EXERCISE =
Reproduce the records below exactly as given.

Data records
******
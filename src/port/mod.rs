pub mod delivery_transport;
pub mod queue_client;

pub use delivery_transport::{DeliveryResult, DeliveryTransport};
pub use queue_client::{OutboundMessage, QueueClient};
//! Request body → `LogEvent`.

use serde::Deserialize;
use serde_json::Value;
use tracing::debug;

use crate::domain::{LogEvent, Severity};
use crate::error::DecodeError;

/// Loosely-typed view of the request body; every field is optional so that
/// missing and `null` values can be reported by name.
#[derive(Deserialize, Debug)]
#[serde(rename_all = "camelCase")]
struct RawLogEvent {
    device_id: Option<i32>,
    time_stamp: Option<i64>,
    event_type: Option<String>,
    event_message: Option<String>,
}

/// Decode a raw request body into a validated `LogEvent`.
///
/// `None`, empty and whitespace-only bodies (and a bare JSON `null`) are
/// reported as [`DecodeError::EmptyBody`]. Event types are matched
/// case-sensitively and unknown values are rejected.
pub fn decode(raw_body: Option<&[u8]>) -> Result<LogEvent, DecodeError> {
    let body = match raw_body {
        Some(body) if !body.trim_ascii().is_empty() => body,
        _ => return Err(DecodeError::EmptyBody),
    };

    let value: Value = serde_json::from_slice(body).map_err(|e| {
        debug!(error = %e, "Request body is not valid JSON");
        DecodeError::Malformed(e.to_string())
    })?;

    let raw = match value {
        Value::Null => return Err(DecodeError::EmptyBody),
        Value::Object(_) => RawLogEvent::deserialize(value).map_err(|e| {
            debug!(error = %e, "Request body is not a valid log event");
            DecodeError::Malformed(e.to_string())
        })?,
        _ => return Err(DecodeError::Malformed("expected a JSON object".into())),
    };

    let device_id = raw.device_id.ok_or(DecodeError::MissingField("deviceId"))?;
    let timestamp_ms = raw.time_stamp.ok_or(DecodeError::MissingField("timeStamp"))?;
    let event_type = raw
        .event_type
        .ok_or(DecodeError::MissingField("eventType"))?;
    let message = raw
        .event_message
        .ok_or(DecodeError::MissingField("eventMessage"))?;

    let severity =
        Severity::from_literal(&event_type).ok_or(DecodeError::UnknownSeverity(event_type))?;

    Ok(LogEvent {
        device_id,
        timestamp_ms,
        severity,
        message,
    })
}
******
TASK ANSWER =
filename src/port/mod.rs
pub mod delivery_transport;
pub mod queue_client;

pub use delivery_transport::{DeliveryResult, DeliveryTransport};
pub use queue_client::{OutboundMessage, QueueClient};
//! Request body → `LogEvent`.

use serde::Deserialize;
use serde_json::Value;
use tracing::debug;

use crate::domain::{LogEvent, Severity};
use crate::error::DecodeError;

/// Loosely-typed view of the request body; every field is optional so that
/// missing and `null` values can be reported by name.
#[derive(Deserialize, Debug)]
#[serde(rename_all = "camelCase")]
struct RawLogEvent {
    device_id: Option<i32>,
    time_stamp: Option<i64>,
    event_type: Option<String>,
    event_message: Option<String>,
}

/// Decode a raw request body into a validated `LogEvent`.
///
/// `None`, empty and whitespace-only bodies (and a bare JSON `null`) are
/// reported as [`DecodeError::EmptyBody`]. Event types are matched
/// case-sensitively and unknown values are rejected.
pub fn decode(raw_body: Option<&[u8]>) -> Result<LogEvent, DecodeError> {
    let body = match raw_body {
        Some(body) if !body.trim_ascii().is_empty() => body,
        _ => return Err(DecodeError::EmptyBody),
    };

    let value: Value = serde_json::from_slice(body).map_err(|e| {
        debug!(error = %e, "Request body is not valid JSON");
        DecodeError::Malformed(e.to_string())
    })?;

    let raw = match value {
        Value::Null => return Err(DecodeError::EmptyBody),
        Value::Object(_) => RawLogEvent::deserialize(value).map_err(|e| {
            debug!(error = %e, "Request body is not a valid log event");
            DecodeError::Malformed(e.to_string())
        })?,
        _ => return Err(DecodeError::Malformed("expected a JSON object".into())),
    };

    let device_id = raw.device_id.ok_or(DecodeError::MissingField("deviceId"))?;
    let timestamp_ms = raw.time_stamp.ok_or(DecodeError::MissingField("timeStamp"))?;
    let event_type = raw
        .event_type
        .ok_or(DecodeError::MissingField("eventType"))?;
    let message = raw
        .event_message
        .ok_or(DecodeError::MissingField("eventMessage"))?;

    let severity =
        Severity::from_literal(&event_type).ok_or(DecodeError::UnknownSeverity(event_type))?;

    Ok(LogEvent {
        device_id,
        timestamp_ms,
        severity,
        message,
    })
}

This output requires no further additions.